En Shepard Street me abre la puerta la prima Sally, que esta mañana falta al trabajo para poder quedarse sentada en la cocina de mi padre torturando a mi hermana con dudosas historias sobre nuestra compartida infancia. Sally me estruja en sus poderosos brazos, que constituye su modo de dar la bienvenida a todo el mundo pero a Addison en particular. Dentro de la casa suena un jazz suave. Grover Washington, me parece.

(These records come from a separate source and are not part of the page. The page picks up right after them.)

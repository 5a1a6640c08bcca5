use std::fmt;

use ndarray::Array2;

use crate::action::Action;
use crate::error::OutOfBoundsError;
use crate::grid::{GridWorld, Position};
use crate::movement::MovementModel;
use crate::transition::{best_action, expected_utility};
use crate::utility::UtilityTable;

/// Greedy action per cell. Walls and terminals never carry an entry.
#[derive(Debug, Clone, PartialEq)]
pub struct Policy {
    pub actions: Array2<Option<Action>>,
    /// Derived from a converged utility table.
    pub is_optimal: bool,
}

impl Policy {
    /// A policy with no entries.
    pub fn new(grid: &GridWorld) -> Policy {
        Policy {
            actions: Array2::from_elem((grid.height(), grid.width()), None),
            is_optimal: false,
        }
    }

    /// Greedy policy for `utilities`. The discount scales every action's
    /// value equally and leaves the argmax unchanged; it is accepted so the
    /// call matches [`q_values`].
    pub fn extract(
        utilities: &UtilityTable,
        grid: &GridWorld,
        movement: &MovementModel,
        _discount: f64,
    ) -> Policy {
        let mut policy = Policy::new(grid);
        for cell in grid.cells() {
            if !cell.accessible || cell.is_wall() || cell.is_terminal() {
                continue;
            }
            let (action, _) = best_action(grid, movement, utilities, cell.position);
            policy.actions[[cell.position.row - 1, cell.position.col - 1]] = Some(action);
        }
        policy.is_optimal = utilities.has_converged();
        policy
    }

    pub fn action_at(&self, position: Position) -> Option<Action> {
        if position.row == 0 || position.col == 0 {
            return None;
        }
        self.actions.get([position.row - 1, position.col - 1]).copied().flatten()
    }

    pub fn len(&self) -> usize {
        self.actions.iter().filter(|a| a.is_some()).count()
    }

    pub fn is_empty(&self) -> bool {
        self.len() == 0
    }
}

/// Full action values `R(s) + gamma * E[U(s')]` for one cell, in action
/// enumeration order.
pub fn q_values(
    utilities: &UtilityTable,
    grid: &GridWorld,
    movement: &MovementModel,
    discount: f64,
    position: Position,
) -> Result<[(Action, f64); 4], OutOfBoundsError> {
    let cell = grid.cell_at(position)?;
    Ok(Action::ALL.map(|a| {
        (a, cell.reward + discount * expected_utility(grid, movement, utilities, position, a))
    }))
}

impl fmt::Display for Policy {
    fn fmt(&self, f: &mut fmt::Formatter) -> fmt::Result {
        let (height, width) = self.actions.dim();
        for row in (0..height).rev() {
            write!(f, "row {:>3} |", row + 1)?;
            for col in 0..width {
                let mark = self.actions[[row, col]].map_or('.', Action::arrow);
                write!(f, " {mark}")?;
            }
            writeln!(f)?;
        }
        Ok(())
    }
}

Bentley grita ante su primera visión de los pequeños Martin y Martina que, como es habitual, van de la mano. En cuestión de minutos, mi hijo se ha unido a los menores de la prole de mi hermana en un complicado juego que los lleva a marchar por la casa en una fila dignísima encabezada por Marcus, el más pequeño, mientras van tocando una —y solo una— pieza del mobiliario de cada habitación antes de pasar a la siguiente y volver a empezar, pero hacia atrás. Encuentro a Mariah y a «Simplemente Alma» en las dos mecedoras del porche trasero. Alma, con un Kool asomándole orgullosamente en la boca, sonríe con lo que podría ser placer, y Mariah me permite que le deposite un beso en la mejilla. Alma parece estar llegando al final de una de sus procaces historias y también de sus energías: debe marcharse, dice, añadiendo para mi beneficio que una de sus nietas llegará en cualquier momento para recogerla y llevarla de regreso a Filadelfia. Mientras se pone en pie, Alma hace uno de sus famosos trucos: le quita la brasa a la punta del cigarrillo para apagarlo y se lo guarda en el bolsillo del cárdigan.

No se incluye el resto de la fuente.